Hence, oral fluid testing might be a better option. It tests for the parent drug and has a 24-36-hour detection window, so the time frame is closer to when the impairment is noticed. This test is also less invasive and intrusive, which is a better fit with the Privacy legislation, and has less opportunity for contamination.

The challenge with this test is that it is not a good instant test, with few Health Canada approved products on the market. The second challenge is that current products are not very effective or accurate for THC testing. These challenges can be countered by simply sending the oral fluid to lab-based testing, which is 99.9% accurate, is available as a full panel and confirmations. It is currently only accepted under the COAA Canadian Model for reasonable cause and post-incident testing.

So, the recommended testing process is this: if time is not an issue then it is better to rely on the lab-based oral fluid test; if time is an issue then continue to use urine-based drug testing as a screening tool and confirm all inconclusive samples as Oral Fluid Lab-Based test.

Training matters

Lastly, training is imperative because even with the best-written policy in the world, if no supervisor knows how to use it, then it becomes completely useless. Provide employee substance awareness training, supervisor training, and designated employer representative and program administrator training.

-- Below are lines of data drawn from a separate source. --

use reqwest::Url;
use serde::de::DeserializeOwned;
use std::future::Future;
use std::time::Duration;
use tracing::{debug, warn};

use crate::api::Endpoint;
use crate::error::ClientError;

// ============================================================================
// TRANSPORT
// ============================================================================

/// A completed response: the body and the HTTP status code
#[derive(Debug, Clone, PartialEq, Eq)]
pub struct HttpResponse {
    pub status: u16,
    pub body: String,
}

impl HttpResponse {
    pub fn new(status: u16, body: impl Into<String>) -> Self {
        HttpResponse { status, body: body.into() }
    }

    /// The API signals success with 200 and nothing else
    pub fn is_found(&self) -> bool {
        self.status == 200
    }
}

/// Issues a single GET and resolves once the response has been read.
/// One call is one request: no retries, no caching.
pub trait HttpGet {
    fn get(&self, url: &Url) -> impl Future<Output = Result<HttpResponse, ClientError>> + Send;
}

/// `HttpGet` backed by a pooled reqwest client
#[derive(Debug, Clone)]
pub struct ReqwestHttp {
    client: reqwest::Client,
}

impl ReqwestHttp {
    /// Without a timeout a hung request simply never completes, as on the site.
    pub fn new(timeout: Option<Duration>) -> Result<Self, ClientError> {
        let mut builder = reqwest::Client::builder();
        if let Some(timeout) = timeout {
            builder = builder.timeout(timeout);
        }
        Ok(ReqwestHttp { client: builder.build()? })
    }
}

impl HttpGet for ReqwestHttp {
    async fn get(&self, url: &Url) -> Result<HttpResponse, ClientError> {
        let response = self.client.get(url.clone()).send().await?;
        let status = response.status().as_u16();
        let body = response.text().await?;
        Ok(HttpResponse { status, body })
    }
}

// ============================================================================
// API CLIENT
// ============================================================================

/// Binds an `HttpGet` to the server hosting the results API
#[derive(Debug, Clone)]
pub struct ApiClient<H> {
    http: H,
    base_url: Url,
}

impl<H: HttpGet> ApiClient<H> {
    pub fn new(http: H, base_url: Url) -> Self {
        ApiClient { http, base_url }
    }

    pub fn base_url(&self) -> &Url {
        &self.base_url
    }

    pub fn http(&self) -> &H {
        &self.http
    }

    /// Fetches an endpoint and returns the raw response whatever its status
    pub async fn get(&self, endpoint: &Endpoint) -> Result<HttpResponse, ClientError> {
        let url = endpoint.url(&self.base_url)?;
        debug!(%url, "GET");
        let response = self.http.get(&url).await?;
        debug!(%url, status = response.status, bytes = response.body.len(), "response");
        Ok(response)
    }

    /// Fetches an endpoint and decodes its JSON body.
    /// Status != 200 is `NotFound`; a body that does not decode is `BadResponse`.
    pub async fn fetch_json<T: DeserializeOwned>(&self, endpoint: &Endpoint) -> Result<T, ClientError> {
        let response = self.get(endpoint).await?;
        let url = endpoint.url(&self.base_url)?.to_string();
        decode_response(&response, url)
    }
}

/// Classifies a completed response and decodes it
pub fn decode_response<T: DeserializeOwned>(response: &HttpResponse, url: String) -> Result<T, ClientError> {
    if !response.is_found() {
        return Err(ClientError::NotFound { status: response.status, url });
    }

    serde_json::from_str(&response.body).map_err(|source| {
        warn!(%url, error = %source, "could not decode response body");
        ClientError::BadResponse { url, source }
    })
}

// ============================================================================
// TESTS
// ============================================================================

#[cfg(test)]
mod tests {
    use super::*;
    use crate::models::RaceInfo;

    #[test]
    fn test_decode_response_not_found() {
        let response = HttpResponse::new(404, "404 Not Found: Could not find the requested race\n");
        let err = decode_response::<RaceInfo>(&response, "http://x/api/raceinfo/raceid/1".into()).unwrap_err();
        assert!(err.is_not_found());
        assert!(err.to_string().contains("HTTP 404"));
    }

    #[test]
    fn test_decode_response_bad_body() {
        let response = HttpResponse::new(200, "{not json");
        let err = decode_response::<RaceInfo>(&response, "http://x/api/raceinfo/raceid/1".into()).unwrap_err();
        assert!(err.is_bad_response());
    }

    #[test]
    fn test_decode_response_ok() {
        let response = HttpResponse::new(200, r#"{"raceid": 1, "location": "Falun"}"#);
        let info: RaceInfo = decode_response(&response, "http://x".into()).unwrap();
        assert_eq!(info.location.as_deref(), Some("Falun"));
    }

    #[test]
    fn test_other_success_codes_are_not_found() {
        // 204 means the race exists but has no results
        let response = HttpResponse::new(204, "[]");
        let err = decode_response::<Vec<RaceInfo>>(&response, "http://x".into()).unwrap_err();
        assert!(err.is_not_found());
    }
}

Ensure employees are aware of the content of the policies, fitness for duty requirements and employee responsibilities regarding safety concerns related to substance use and impairment. The companies should also provide recurring training – safety meetings and toolbox meetings – and keep attendance records of their employees. And make information available through the intranet and safety boards and such.

A company’s supervisor is responsible for identifying impairment in the workplace, and they should be trained on how to do that. They need to be able to identify signs and symptoms of impairments, how to manage situations like that and understand reasonable cause and post-incident protocols.

Finally, a company’s designated employer representative and program administrator need to understand how to implement the policies effectively. If they don’t understand the processes, then train them so they can apply them in the workplace.